> THE PROBLEM: From the first line to the last, write out the records exactly.

=== Begin Enclosure ===

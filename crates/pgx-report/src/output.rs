//! Writing report artifacts to disk.
//!
//! File names embed the patient name and the minute of generation. Files
//! are opened with create-new semantics and a numeric suffix is added on
//! collision, so concurrent requests never write to the same file.

use std::fs::{self, File, OpenOptions};
use std::io::{BufWriter, ErrorKind, Write};
use std::path::{Path, PathBuf};

use anyhow::{Context, Result, bail};
use chrono::NaiveDateTime;
use quick_xml::Writer;
use tracing::info;

use crate::context::ReportContext;
use crate::layout::PageGeometry;
use crate::table::write_results_table;

/// Used in file names when the patient has no name.
const FALLBACK_NAME: &str = "Paciente";

const MAX_SUFFIX: u32 = 10_000;

/// Artifacts to produce.
#[derive(Debug, Clone, Copy, PartialEq, Eq)]
pub enum ReportFormat {
    Json,
    Xml,
    Both,
}

impl ReportFormat {
    fn json(self) -> bool {
        matches!(self, ReportFormat::Json | ReportFormat::Both)
    }

    fn xml(self) -> bool {
        matches!(self, ReportFormat::Xml | ReportFormat::Both)
    }
}

/// Paths of the files written for one report.
#[derive(Debug, Clone, Default, PartialEq, Eq)]
pub struct ReportArtifacts {
    pub json: Option<PathBuf>,
    pub xml: Option<PathBuf>,
}

/// Reduces a name to characters that are safe in file names.
///
/// Letters, digits and '-' are kept, whitespace runs become '_', anything
/// else is dropped.
pub fn sanitize_name(name: &str) -> String {
    let mut out = String::with_capacity(name.len());
    for ch in name.trim().chars() {
        if ch.is_alphanumeric() || ch == '-' {
            out.push(ch);
        } else if ch.is_whitespace() && !out.ends_with('_') {
            out.push('_');
        }
    }
    let out = out.trim_matches('_');
    if out.is_empty() {
        FALLBACK_NAME.to_string()
    } else {
        out.to_string()
    }
}

/// Base file name without suffix or extension: `pgx_<name>_<YYYYmmdd_HHMM>`.
pub fn artifact_stem(full_name: &str, now: NaiveDateTime) -> String {
    format!(
        "pgx_{}_{}",
        sanitize_name(full_name),
        now.format("%Y%m%d_%H%M")
    )
}

/// Creates `<stem>.<ext>` in `dir`, or `<stem>-N.<ext>` if taken.
pub fn create_unique(dir: &Path, stem: &str, extension: &str) -> Result<(File, PathBuf)> {
    for n in 0..MAX_SUFFIX {
        let name = if n == 0 {
            format!("{stem}.{extension}")
        } else {
            format!("{stem}-{n}.{extension}")
        };
        let path = dir.join(name);
        match OpenOptions::new().write(true).create_new(true).open(&path) {
            Ok(file) => return Ok((file, path)),
            Err(error) if error.kind() == ErrorKind::AlreadyExists => continue,
            Err(error) => {
                return Err(error).with_context(|| format!("create {}", path.display()));
            }
        }
    }
    bail!(
        "no free file name for {stem}.{extension} in {}",
        dir.display()
    )
}

/// Writes the report artifacts selected by `format` into `dir`.
pub fn write_report(
    dir: &Path,
    context: &ReportContext,
    format: ReportFormat,
    page: &PageGeometry,
    now: NaiveDateTime,
) -> Result<ReportArtifacts> {
    fs::create_dir_all(dir).with_context(|| format!("create {}", dir.display()))?;
    let stem = artifact_stem(&context.patient.full_name, now);
    let mut artifacts = ReportArtifacts::default();

    if format.json() {
        let (file, path) = create_unique(dir, &stem, "json")?;
        let mut writer = BufWriter::new(file);
        serde_json::to_writer_pretty(&mut writer, context)
            .with_context(|| format!("write {}", path.display()))?;
        writer
            .flush()
            .with_context(|| format!("flush {}", path.display()))?;
        info!(kind = "json", rows = context.summary.len(), "report artifact written");
        artifacts.json = Some(path);
    }

    if format.xml() {
        let (file, path) = create_unique(dir, &stem, "xml")?;
        let mut xml = Writer::new_with_indent(BufWriter::new(file), b' ', 2);
        write_results_table(&mut xml, &context.summary, page)
            .with_context(|| format!("write {}", path.display()))?;
        xml.into_inner()
            .flush()
            .with_context(|| format!("flush {}", path.display()))?;
        info!(kind = "xml", rows = context.summary.len(), "report artifact written");
        artifacts.xml = Some(path);
    }

    Ok(artifacts)
}
//! Library components of the `pgx` command line tool.

pub mod logging;
pub mod request;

=== End Enclosure ===

> SOLUTION:
filename crates/pgx-report/src/output.rs
//! Writing report artifacts to disk.
//!
//! File names embed the patient name and the minute of generation. Files
//! are opened with create-new semantics and a numeric suffix is added on
//! collision, so concurrent requests never write to the same file.

use std::fs::{self, File, OpenOptions};
use std::io::{BufWriter, ErrorKind, Write};
use std::path::{Path, PathBuf};

use anyhow::{Context, Result, bail};
use chrono::NaiveDateTime;
use quick_xml::Writer;
use tracing::info;

use crate::context::ReportContext;
use crate::layout::PageGeometry;
use crate::table::write_results_table;

/// Used in file names when the patient has no name.
const FALLBACK_NAME: &str = "Paciente";

const MAX_SUFFIX: u32 = 10_000;

/// Artifacts to produce.
#[derive(Debug, Clone, Copy, PartialEq, Eq)]
pub enum ReportFormat {
    Json,
    Xml,
    Both,
}

impl ReportFormat {
    fn json(self) -> bool {
        matches!(self, ReportFormat::Json | ReportFormat::Both)
    }

    fn xml(self) -> bool {
        matches!(self, ReportFormat::Xml | ReportFormat::Both)
    }
}

/// Paths of the files written for one report.
#[derive(Debug, Clone, Default, PartialEq, Eq)]
pub struct ReportArtifacts {
    pub json: Option<PathBuf>,
    pub xml: Option<PathBuf>,
}

/// Reduces a name to characters that are safe in file names.
///
/// Letters, digits and '-' are kept, whitespace runs become '_', anything
/// else is dropped.
pub fn sanitize_name(name: &str) -> String {
    let mut out = String::with_capacity(name.len());
    for ch in name.trim().chars() {
        if ch.is_alphanumeric() || ch == '-' {
            out.push(ch);
        } else if ch.is_whitespace() && !out.ends_with('_') {
            out.push('_');
        }
    }
    let out = out.trim_matches('_');
    if out.is_empty() {
        FALLBACK_NAME.to_string()
    } else {
        out.to_string()
    }
}

/// Base file name without suffix or extension: `pgx_<name>_<YYYYmmdd_HHMM>`.
pub fn artifact_stem(full_name: &str, now: NaiveDateTime) -> String {
    format!(
        "pgx_{}_{}",
        sanitize_name(full_name),
        now.format("%Y%m%d_%H%M")
    )
}

/// Creates `<stem>.<ext>` in `dir`, or `<stem>-N.<ext>` if taken.
pub fn create_unique(dir: &Path, stem: &str, extension: &str) -> Result<(File, PathBuf)> {
    for n in 0..MAX_SUFFIX {
        let name = if n == 0 {
            format!("{stem}.{extension}")
        } else {
            format!("{stem}-{n}.{extension}")
        };
        let path = dir.join(name);
        match OpenOptions::new().write(true).create_new(true).open(&path) {
            Ok(file) => return Ok((file, path)),
            Err(error) if error.kind() == ErrorKind::AlreadyExists => continue,
            Err(error) => {
                return Err(error).with_context(|| format!("create {}", path.display()));
            }
        }
    }
    bail!(
        "no free file name for {stem}.{extension} in {}",
        dir.display()
    )
}

/// Writes the report artifacts selected by `format` into `dir`.
pub fn write_report(
    dir: &Path,
    context: &ReportContext,
    format: ReportFormat,
    page: &PageGeometry,
    now: NaiveDateTime,
) -> Result<ReportArtifacts> {
    fs::create_dir_all(dir).with_context(|| format!("create {}", dir.display()))?;
    let stem = artifact_stem(&context.patient.full_name, now);
    let mut artifacts = ReportArtifacts::default();

    if format.json() {
        let (file, path) = create_unique(dir, &stem, "json")?;
        let mut writer = BufWriter::new(file);
        serde_json::to_writer_pretty(&mut writer, context)
            .with_context(|| format!("write {}", path.display()))?;
        writer
            .flush()
            .with_context(|| format!("flush {}", path.display()))?;
        info!(kind = "json", rows = context.summary.len(), "report artifact written");
        artifacts.json = Some(path);
    }

    if format.xml() {
        let (file, path) = create_unique(dir, &stem, "xml")?;
        let mut xml = Writer::new_with_indent(BufWriter::new(file), b' ', 2);
        write_results_table(&mut xml, &context.summary, page)
            .with_context(|| format!("write {}", path.display()))?;
        xml.into_inner()
            .flush()
            .with_context(|| format!("flush {}", path.display()))?;
        info!(kind = "xml", rows = context.summary.len(), "report artifact written");
        artifacts.xml = Some(path);
    }

    Ok(artifacts)
}
//! Library components of the `pgx` command line tool.

pub mod logging;
pub mod request;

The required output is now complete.